Effects of Fish Nets on the Nonlinear Dynamic Performance of a Floating Offshore Wind Turbine Integrated with a Steel Fish Farming Cage

This paper aims to study the effects of fish nets on the nonlinear dynamic performance of a floating offshore wind turbine integrated with a steel fish farming cage (FOWT-SFFC). Fully coupled aero-hydro-servo-elastic numerical models of FOWT-SFFC, with and without nets, are constructed to probe the nonlinear time-domain stochastic response. The first-order potential flow model with quadratic drag forces is employed to calculate the hydrodynamic loading on the foundation.
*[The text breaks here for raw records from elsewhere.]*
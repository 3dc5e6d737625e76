//! crates/portfolio_copilot_core/src/tools.rs
//!
//! The closed set of local tools the chat model may invoke, their declared
//! signatures, argument parsing and the handlers that execute them.

use serde::{Deserialize, Serialize};
use serde_json::{json, Value};
use std::sync::Arc;
use tracing::{error, info};

use crate::domain::{ProjectEntry, UpdateRequest, WorkEntry};
use crate::ports::UpdatePublisher;

/// A tool signature as declared to the chat model.
#[derive(Debug, Clone, PartialEq)]
pub struct ToolSpec {
    pub name: &'static str,
    pub description: &'static str,
    /// JSON Schema of the argument object.
    pub parameters: Value,
}

/// Every tool the model may call.
#[derive(Debug, Clone, Copy, PartialEq, Eq)]
pub enum ToolKind {
    AddProject,
    AddExperience,
}

impl ToolKind {
    pub const ALL: [ToolKind; 2] = [ToolKind::AddProject, ToolKind::AddExperience];

    pub fn name(&self) -> &'static str {
        match self {
            ToolKind::AddProject => "add_project",
            ToolKind::AddExperience => "add_experience",
        }
    }

    pub fn from_name(name: &str) -> Result<Self, ToolError> {
        Self::ALL
            .into_iter()
            .find(|kind| kind.name() == name)
            .ok_or_else(|| ToolError::UnknownTool(name.to_string()))
    }

    pub fn spec(&self) -> ToolSpec {
        match self {
            ToolKind::AddProject => ToolSpec {
                name: self.name(),
                description: "Add a new project entry to the portfolio's Projects section.",
                parameters: json!({
                    "type": "object",
                    "properties": {
                        "project": {
                            "type": "object",
                            "properties": {
                                "title":        {"type": "string"},
                                "description":  {"type": "string"},
                                "technologies": {"type": "string"},
                                "link":         {"type": "string"}
                            },
                            "required": ["title", "description"]
                        }
                    },
                    "required": ["project"]
                }),
            },
            ToolKind::AddExperience => ToolSpec {
                name: self.name(),
                description: "Add a new work-experience entry to the portfolio's Experience section.",
                parameters: json!({
                    "type": "object",
                    "properties": {
                        "experience": {
                            "type": "object",
                            "properties": {
                                "role":         {"type": "string"},
                                "company":      {"type": "string"},
                                "team":         {"type": "string"},
                                "start_date":   {"type": "string"},
                                "end_date":     {"type": "string"},
                                "technologies": {"type": "string"},
                                "description":  {"type": "string"}
                            },
                            "required": ["role", "company", "start_date", "description"]
                        }
                    },
                    "required": ["experience"]
                }),
            },
        }
    }
}

/// The signatures offered to the model on a tool-enabled call.
pub fn tool_specs() -> Vec<ToolSpec> {
    ToolKind::ALL.iter().map(ToolKind::spec).collect()
}

#[derive(Debug, thiserror::Error, PartialEq, Eq)]
pub enum ToolError {
    #[error("Model requested unknown tool '{0}'")]
    UnknownTool(String),
    #[error("Malformed arguments for tool '{tool}': {reason}")]
    MalformedArguments { tool: &'static str, reason: String },
}

//=========================================================================================
// Arguments
//=========================================================================================

#[derive(Debug, Clone, PartialEq, Eq, Serialize, Deserialize)]
pub struct ProjectDraft {
    pub title: String,
    pub description: String,
    #[serde(default, skip_serializing_if = "Option::is_none")]
    pub technologies: Option<String>,
    #[serde(default, skip_serializing_if = "Option::is_none")]
    pub link: Option<String>,
}

#[derive(Debug, Clone, PartialEq, Eq, Serialize, Deserialize)]
pub struct ExperienceDraft {
    pub role: String,
    pub company: String,
    pub start_date: String,
    #[serde(default, skip_serializing_if = "Option::is_none")]
    pub end_date: Option<String>,
    pub description: String,
    #[serde(default, skip_serializing_if = "Option::is_none")]
    pub team: Option<String>,
    #[serde(default, skip_serializing_if = "Option::is_none")]
    pub technologies: Option<String>,
}

#[derive(Debug, Clone, PartialEq, Eq, Deserialize)]
pub struct AddProjectArgs {
    pub project: ProjectDraft,
    pub user_id: String,
}

#[derive(Debug, Clone, PartialEq, Eq, Deserialize)]
pub struct AddExperienceArgs {
    pub experience: ExperienceDraft,
    pub user_id: String,
}

/// A fully parsed tool call, ready to execute.
#[derive(Debug, Clone, PartialEq, Eq)]
pub enum ToolInvocation {
    AddProject(AddProjectArgs),
    AddExperience(AddExperienceArgs),
}

impl ToolInvocation {
    /// Resolves `name` and parses `arguments`, injecting `user_id` when the
    /// model left it out. Nothing is executed on failure.
    pub fn parse(name: &str, arguments: &str, user_id: &str) -> Result<Self, ToolError> {
        let kind = ToolKind::from_name(name)?;
        let malformed = |reason: String| ToolError::MalformedArguments {
            tool: kind.name(),
            reason,
        };

        let mut value: Value = serde_json::from_str(arguments).map_err(|e| malformed(e.to_string()))?;
        let object = value
            .as_object_mut()
            .ok_or_else(|| malformed("arguments must be a JSON object".to_string()))?;
        object
            .entry("user_id")
            .or_insert_with(|| Value::String(user_id.to_string()));

        let invocation = match kind {
            ToolKind::AddProject => {
                ToolInvocation::AddProject(serde_json::from_value(value).map_err(|e| malformed(e.to_string()))?)
            }
            ToolKind::AddExperience => {
                ToolInvocation::AddExperience(serde_json::from_value(value).map_err(|e| malformed(e.to_string()))?)
            }
        };
        Ok(invocation)
    }

    pub fn kind(&self) -> ToolKind {
        match self {
            ToolInvocation::AddProject(_) => ToolKind::AddProject,
            ToolInvocation::AddExperience(_) => ToolKind::AddExperience,
        }
    }
}

impl From<ProjectDraft> for UpdateRequest {
    fn from(draft: ProjectDraft) -> Self {
        UpdateRequest::Project(ProjectEntry {
            title: draft.title,
            description: draft.description,
            technologies: draft.technologies.unwrap_or_default(),
            link: draft.link,
        })
    }
}

impl From<ExperienceDraft> for UpdateRequest {
    fn from(draft: ExperienceDraft) -> Self {
        let end = draft.end_date.unwrap_or_else(|| "Present".to_string());
        UpdateRequest::Work(WorkEntry {
            title: draft.role,
            company: draft.company,
            team_name: draft.team,
            year_range: format!("{} - {}", draft.start_date, end),
            technologies: draft.technologies,
            company_url: None,
            description: Some(draft.description),
        })
    }
}

//=========================================================================================
// Handlers
//=========================================================================================

/// The result of executing a tool, fed back to the model as a function message.
#[derive(Debug, Clone, PartialEq)]
pub struct ToolOutcome {
    pub success: bool,
    pub payload: Value,
}

impl ToolOutcome {
    pub fn to_message_content(&self) -> String {
        self.payload.to_string()
    }

    /// Plain-language reply built from the payload, for when the model gives none.
    pub fn summary(&self) -> String {
        let field = |key: &str| self.payload.get(key).and_then(Value::as_str);
        if !self.success {
            return format!(
                "The update could not be published: {}",
                field("error").unwrap_or("unknown error")
            );
        }
        let section = field("section").unwrap_or("portfolio");
        match field("commit_url") {
            Some(url) => format!(
                "Your {} section has been updated! You can see the change here: {}",
                section, url
            ),
            None => format!("Your {} section has been updated!", section),
        }
    }
}

/// Executes parsed tool invocations against the publisher.
#[derive(Clone)]
pub struct ToolHandlers {
    publisher: Arc<dyn UpdatePublisher>,
}

impl ToolHandlers {
    pub fn new(publisher: Arc<dyn UpdatePublisher>) -> Self {
        Self { publisher }
    }

    pub async fn execute(&self, invocation: ToolInvocation) -> ToolOutcome {
        match invocation {
            ToolInvocation::AddProject(args) => {
                let entry = serde_json::to_value(&args.project).unwrap_or(Value::Null);
                self.publish(&args.user_id, "project", entry, args.project.into())
                    .await
            }
            ToolInvocation::AddExperience(args) => {
                let entry = serde_json::to_value(&args.experience).unwrap_or(Value::Null);
                self.publish(&args.user_id, "experience", entry, args.experience.into())
                    .await
            }
        }
    }

    async fn publish(
        &self,
        user_id: &str,
        entry_key: &str,
        entry: Value,
        update: UpdateRequest,
    ) -> ToolOutcome {
        let section = update.section();
        match self.publisher.publish(&update).await {
            Ok(receipt) => {
                info!(user_id, %section, sha = %receipt.commit_sha, "Tool commit succeeded.");
                let mut payload = json!({
                    "status": "success",
                    "section": section,
                    "commit_url": receipt.commit_url,
                });
                payload[entry_key] = entry;
                ToolOutcome {
                    success: true,
                    payload,
                }
            }
            Err(e) => {
                error!(user_id, %section, "Tool commit failed: {}", e);
                ToolOutcome {
                    success: false,
                    payload: json!({
                        "status": "error",
                        "code": e.code(),
                        "error": e.to_string(),
                    }),
                }
            }
        }
    }
}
The effects of nets on the damping ratios of 6 degree-of-freedom motions and on their displacement response amplitude operators (RAOs) are respectively investigated in numerical decay tests and monochromatic regular waves. The results show that the nets help to increase the damping level for the whole system and reduce motion RAOs when wave periods are around the natural periods of motions, while nets play insignificant role in motions when wave periods are far away from motion natural periods. The dynamic performances of FOWT-SFFC with and without nets under random ocean waves, the combined random wind and random waves as well as current are comprehensively compared and discussed. The simulation results indicate that in wind-sea dominated conditions, the nets tend to slightly increase the dynamic responses of FOWT-SFFC, especially the components corresponding to natural periods. Nonetheless, under sea states that comprise both wind-sea waves and swell, nets help to reduce the dynamic responses of FOWT-SFFC by introducing additional damping.